2.0 GENERAL HYBRID-ELECTRIC CONCEPTS
In recent years, hybrid vehicles have gained popularity and publicity due to the rising prices of petroleum. These vehicles promise better fuel efficiency and lower emissions when compared to traditional gasoline vehicles. This leads to the question: what exactly is a “hybrid” vehicle? This section will try to answer this question by giving a general overview of the features and concepts that define a hybrid-electric propulsion system.
2.1 Basic Components
A hybrid vehicle is technically defined as a vehicle that has two or more sources of propulsion. However, when most people talk about a “hybrid” or “hybrid-electric” vehicle in modern times, they are referring to a vehicle that is powered by a combination of an electric motor and a petroleum (usually gasoline) engine. Other than the gasoline engine and the electric motor, a typical hybrid system also contains a large battery, an electronic control system, and a regenerative braking system. The battery is used to power the electric motor and store energy that has been recaptured by the regenerative braking system; the electronic control system is in place to manage the power flow of the system, and the regenerative braking system is used to recapture kinetic energy that would usually be lost during the braking process (Westbrook, 2001). A more detailed explanation of the regenerative braking system is provided in the next subsection.
2.2 Basic Features
Other than having the necessary components, all hybrid vehicles also have the following three features:
The idle-off capability automatically turns off the gasoline engine when the vehicle is stopped, and turn the engine back on when it is needed (Hybrid Center, 2005). This capability allows the system to save fuel that would otherwise be wasted while the engine is idling. This feature is one of the main reasons why hybrid-electric vehicles consume less fuel than traditional gasoline vehicles, especially in stop-and-go driving. However, idle-off is not a defining characteristic for true hybrid-electric propulsion systems, as conventional systems can also be designed to have this capability (Hybrid Center, 2005).
2.2.2 Regenerative Braking
The regenerative braking system is another reason why hybrid-electric vehicles tend to be more fuel efficient than conventional vehicles (Jefferson & Barnard, 2002). During the braking process, the electric motor turns into a generator (Westbrook, 2001). This serves two purposes as it allows the system to convert some of the kinetic energy from the wheels into electrical energy and also the generator provides a resistance to help slow the vehicle (Hybrid Center, 2005). The electrical energy is then sent to the battery for storage. In order for such a system to have a noticeable impact on fuel economy, the electric motor must be powerful enough to efficiently recapture the kinetic energy, and the battery must have enough capacity to store this energy for future use (Hybrid Center, 2005).

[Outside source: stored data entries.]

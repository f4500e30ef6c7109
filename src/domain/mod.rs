//! Domain layer: records, settlement arithmetic and the ports the
//! application layer drives.

pub mod address;
pub mod job;
pub mod market;
pub mod ports;
pub mod provider;
pub mod record;
pub mod signer;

2.2.3 Electric Motor Power Assist
The electric motor power assist is the defining feature of hybrid-electric systems, as a vehicle must have this feature in order to be classified as a true hybrid-electric vehicle. To implement this feature, a vehicle must have a powerful enough motor and battery pack to assist the gasoline engine in driving the wheels. The power assist capability allows hybrids to use smaller and more efficient engines to achieve similar performance of vehicles with larger engines while having an advantage in fuel economy (Jefferson & Barnard, 2002).

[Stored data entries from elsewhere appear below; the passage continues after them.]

use super::instruction::Instruction;
use super::unit_of_work::UnitOfWork;
use super::vault::TokenVault;
use crate::domain::address::Address;
use crate::domain::job::{Job, Settlement};
use crate::domain::market::MarketConfig;
use crate::domain::ports::{BackendBox, ClockBox};
use crate::domain::provider::Provider;
use crate::domain::record::Record;
use crate::domain::signer::Signer;
use crate::error::{MarketError, Result};
use tokio::sync::Mutex;
use tracing::info;

/// Result of closing a job: the final settlement and the refund to the owner.
#[derive(Debug, Clone, Copy, PartialEq, Eq)]
pub struct JobClosed {
    pub settlement: Settlement,
    pub refund: u64,
}

/// The main entry point of the marketplace.
///
/// `MarketEngine` executes one instruction at a time as a unit of work
/// against its backend. Every operation either commits all of its record
/// writes and token transfers or leaves the backend untouched.
///
/// Mutating operations hold `serial` from their first read to their commit,
/// so concurrent callers sharing an engine never interleave units of work.
/// Engines sharing a backend are kept apart by the backend itself: a commit
/// whose reads went stale fails with `ConcurrentModification`.
pub struct MarketEngine {
    backend: BackendBox,
    clock: ClockBox,
    serial: Mutex<()>,
}

impl MarketEngine {
    /// Creates a new `MarketEngine` instance.
    ///
    /// # Arguments
    ///
    /// * `backend` - Storage for records and token balances.
    /// * `clock` - Source of settlement timestamps.
    pub fn new(backend: BackendBox, clock: ClockBox) -> Self {
        Self {
            backend,
            clock,
            serial: Mutex::new(()),
        }
    }

    /// Dispatches an instruction to its operation.
    pub async fn execute(&self, signer: &Signer, instruction: Instruction) -> Result<()> {
        match instruction {
            Instruction::Initialize {
                selector,
                wait_time,
                admin,
            } => self.initialize(signer, selector, wait_time, admin).await.map(drop),
            Instruction::ProviderAdd { cp } => self.provider_add(signer, cp).await.map(drop),
            Instruction::ProviderUpdateWithCp { provider, cp } => self
                .provider_update_with_cp(signer, &provider, cp)
                .await
                .map(drop),
            Instruction::ProviderRemove { provider } => {
                self.provider_remove(signer, &provider).await
            }
            Instruction::JobOpen {
                metadata,
                provider,
                rate,
                balance,
            } => self
                .job_open(signer, metadata, &provider, rate, balance)
                .await
                .map(drop),
            Instruction::JobSettle { index, provider } => {
                self.job_settle(signer, index, &provider).await.map(drop)
            }
            Instruction::JobClose { index, provider } => {
                self.job_close(signer, index, &provider).await.map(drop)
            }
            Instruction::JobWithdraw {
                index,
                provider,
                amount,
            } => self
                .job_withdraw(signer, index, &provider, amount)
                .await
                .map(drop),
        }
    }

    /// Creates the market singleton bound to the backend's token mint.
    pub async fn initialize(
        &self,
        signer: &Signer,
        selector: String,
        wait_time: u64,
        admin: Address,
    ) -> Result<MarketConfig> {
        let _serial = self.serial.lock().await;
        let mut uow = UnitOfWork::begin(self.backend.as_ref());
        if uow.market_exists().await? {
            return Err(MarketError::AlreadyInitialized);
        }

        let market = MarketConfig::new(admin, uow.mint(), selector, wait_time);
        uow.put_market(market.clone());
        uow.commit().await?;

        info!(
            payer = %signer.address(),
            admin = %market.admin,
            token_mint = %market.token_mint,
            selector = %market.rate_lock_selector,
            wait_time = market.rate_lock_wait,
            "market initialized"
        );
        Ok(market)
    }

    /// Registers the signer as a provider reachable at `cp`.
    pub async fn provider_add(&self, signer: &Signer, cp: String) -> Result<Provider> {
        let _serial = self.serial.lock().await;
        let mut uow = UnitOfWork::begin(self.backend.as_ref());
        let authority = signer.address();
        if uow.provider(&authority).await?.is_some() {
            return Err(MarketError::ProviderAlreadyExists(authority));
        }

        let provider = Provider::new(authority, cp)?;
        uow.put_provider(provider.clone());
        uow.commit().await?;

        info!(provider = %provider.authority, cp = %provider.cp, "provider added");
        Ok(provider)
    }

    /// Replaces the checkpoint of the provider registered by `provider`.
    pub async fn provider_update_with_cp(
        &self,
        signer: &Signer,
        provider: &Address,
        cp: String,
    ) -> Result<Provider> {
        let _serial = self.serial.lock().await;
        let mut uow = UnitOfWork::begin(self.backend.as_ref());
        let mut record = uow
            .provider(provider)
            .await?
            .ok_or(MarketError::ProviderDoesNotExist(*provider))?;
        signer.require(&record.authority)?;

        record.update_checkpoint(cp)?;
        uow.put_provider(record.clone());
        uow.commit().await?;

        info!(provider = %record.authority, new_cp = %record.cp, "provider updated");
        Ok(record)
    }

    /// Deletes the provider registered by `provider`.
    ///
    /// Jobs already opened against it keep paying its token account.
    pub async fn provider_remove(&self, signer: &Signer, provider: &Address) -> Result<()> {
        let _serial = self.serial.lock().await;
        let mut uow = UnitOfWork::begin(self.backend.as_ref());
        let record = uow
            .provider(provider)
            .await?
            .ok_or(MarketError::ProviderDoesNotExist(*provider))?;
        signer.require(&record.authority)?;

        uow.remove_provider(&record.authority);
        uow.commit().await?;

        info!(provider = %record.authority, "provider removed");
        Ok(())
    }

    /// Opens a job, escrowing `balance` tokens from the signer.
    pub async fn job_open(
        &self,
        signer: &Signer,
        metadata: String,
        provider: &Address,
        rate: u64,
        balance: u64,
    ) -> Result<Job> {
        let _serial = self.serial.lock().await;
        let mut uow = UnitOfWork::begin(self.backend.as_ref());
        let mut market = uow.market().await?;
        market.require_mint(&uow.mint())?;

        if uow.provider(provider).await?.is_none() {
            return Err(MarketError::InvalidProvider(*provider));
        }

        let index = market.next_job_index()?;
        let job = Job::open(
            index,
            signer.address(),
            *provider,
            metadata,
            rate,
            balance,
            self.clock.now(),
        )?;

        let vault = TokenVault::for_market(&market);
        vault.deposit(&mut uow, job.owner, job.balance).await?;
        uow.put_market(market);
        uow.put_job(job.clone());
        uow.commit().await?;

        info!(
            job = job.index,
            metadata = %job.metadata,
            owner = %job.owner,
            provider = %job.provider,
            rate = job.rate,
            balance = job.balance,
            timestamp = job.last_settled,
            "job opened"
        );
        Ok(job)
    }

    /// Pays the provider everything accrued since the last settlement.
    ///
    /// Anyone may settle a job. A job whose balance reaches zero is closed.
    pub async fn job_settle(
        &self,
        signer: &Signer,
        index: u64,
        provider: &Address,
    ) -> Result<Settlement> {
        let _serial = self.serial.lock().await;
        let mut uow = UnitOfWork::begin(self.backend.as_ref());
        let market = uow.market().await?;
        market.require_mint(&uow.mint())?;

        let mut job = uow.job(index).await?.ok_or(MarketError::JobNotFound(index))?;
        job.require_provider(provider)?;

        let vault = TokenVault::for_market(&market);
        let settlement = self.settle(&mut uow, &vault, &mut job).await?;
        let exhausted = job.is_exhausted();
        if exhausted {
            uow.remove_job(index);
        } else {
            uow.put_job(job);
        }
        uow.commit().await?;

        info!(
            job = index,
            caller = %signer.address(),
            amount = settlement.amount,
            accrued = settlement.accrued,
            balance = settlement.balance,
            timestamp = settlement.timestamp,
            "job settled"
        );
        if exhausted {
            info!(job = index, "job closed");
        }
        Ok(settlement)
    }

    /// Settles the job, refunds what is left to the owner and deletes it.
    pub async fn job_close(
        &self,
        signer: &Signer,
        index: u64,
        provider: &Address,
    ) -> Result<JobClosed> {
        let _serial = self.serial.lock().await;
        let mut uow = UnitOfWork::begin(self.backend.as_ref());
        let market = uow.market().await?;
        market.require_mint(&uow.mint())?;

        let mut job = uow.job(index).await?.ok_or(MarketError::JobNotFound(index))?;
        signer.require(&job.owner)?;
        job.require_provider(provider)?;

        let vault = TokenVault::for_market(&market);
        let settlement = self.settle(&mut uow, &vault, &mut job).await?;
        let refund = job.balance;
        vault.release(&mut uow, job.owner, refund).await?;
        uow.remove_job(index);
        uow.commit().await?;

        info!(
            job = index,
            amount = settlement.amount,
            refund,
            owner = %job.owner,
            "job closed"
        );
        Ok(JobClosed { settlement, refund })
    }

    /// Returns `amount` of a job's escrow to its owner.
    ///
    /// The job is settled first so the provider is paid for all time up to
    /// now before the owner takes anything back. Returns the job, or `None`
    /// when the withdrawal emptied and closed it.
    pub async fn job_withdraw(
        &self,
        signer: &Signer,
        index: u64,
        provider: &Address,
        amount: u64,
    ) -> Result<Option<Job>> {
        let _serial = self.serial.lock().await;
        let mut uow = UnitOfWork::begin(self.backend.as_ref());
        let market = uow.market().await?;
        market.require_mint(&uow.mint())?;

        let mut job = uow.job(index).await?.ok_or(MarketError::JobNotFound(index))?;
        signer.require(&job.owner)?;
        job.require_provider(provider)?;
        if amount == 0 {
            return Err(MarketError::InvalidAmount);
        }

        let vault = TokenVault::for_market(&market);
        let settlement = self.settle(&mut uow, &vault, &mut job).await?;
        job.withdraw(amount)?;
        vault.release(&mut uow, job.owner, amount).await?;

        let remaining = if job.is_exhausted() {
            uow.remove_job(index);
            None
        } else {
            uow.put_job(job.clone());
            Some(job.clone())
        };
        uow.commit().await?;

        info!(
            job = index,
            to = %job.owner,
            amount,
            settled = settlement.amount,
            balance = job.balance,
            "job withdrew"
        );
        if remaining.is_none() {
            info!(job = index, "job closed");
        }
        Ok(remaining)
    }

    async fn settle(
        &self,
        uow: &mut UnitOfWork<'_>,
        vault: &TokenVault,
        job: &mut Job,
    ) -> Result<Settlement> {
        let settlement = job.settle(self.clock.now())?;
        vault.release(uow, job.provider, settlement.amount).await?;
        Ok(settlement)
    }

    pub async fn market(&self) -> Result<MarketConfig> {
        UnitOfWork::begin(self.backend.as_ref()).market().await
    }

    pub async fn provider(&self, authority: &Address) -> Result<Option<Provider>> {
        UnitOfWork::begin(self.backend.as_ref())
            .provider(authority)
            .await
    }

    pub async fn job(&self, index: u64) -> Result<Option<Job>> {
        UnitOfWork::begin(self.backend.as_ref()).job(index).await
    }

    pub async fn providers(&self) -> Result<Vec<Provider>> {
        let mut providers: Vec<Provider> = self
            .backend
            .records()
            .await?
            .into_iter()
            .filter_map(|record| match record {
                Record::Provider(provider) => Some(provider),
                _ => None,
            })
            .collect();
        providers.sort_by_key(|provider| provider.authority);
        Ok(providers)
    }

    pub async fn jobs(&self) -> Result<Vec<Job>> {
        let mut jobs: Vec<Job> = self
            .backend
            .records()
            .await?
            .into_iter()
            .filter_map(|record| match record {
                Record::Job(job) => Some(job),
                _ => None,
            })
            .collect();
        jobs.sort_by_key(|job| job.index);
        Ok(jobs)
    }

    pub async fn balance_of(&self, account: &Address) -> Result<u64> {
        self.backend.balance_of(account).await
    }

    pub async fn vault_balance(&self) -> Result<u64> {
        let market = self.market().await?;
        self.backend.balance_of(&market.vault()).await
    }
}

2.3 Hybrid Classifications
Hybrid-electric vehicles are classified depending on their capabilities. Below are the two common categories of hybrids.
2.3.1 Mild Hybrids
If a hybrid vehicle only has the three features mentioned in the previous subsection, then the vehicle is classified as mild hybrid. Out of the three hybrid configurations discussed in this report, the parallel configuration falls into this category. Mild hybrids have the three basic features that define a hybrid, but they lack the capability to run only on battery power (Jefferson & Barnard, 2002).
2.3.2 Full Hybrids
Full hybrids have all the features of mild hybrids, plus they have the ability to run only on battery power in certain situations. In these situations, such as starting from stop or driving at low speeds, the car is propelled only by the electric motor, which draws power from the battery (Hybrid Center, 2005). Out of the three configurations discussed in this report, both the series and series-parallel systems fall into this category.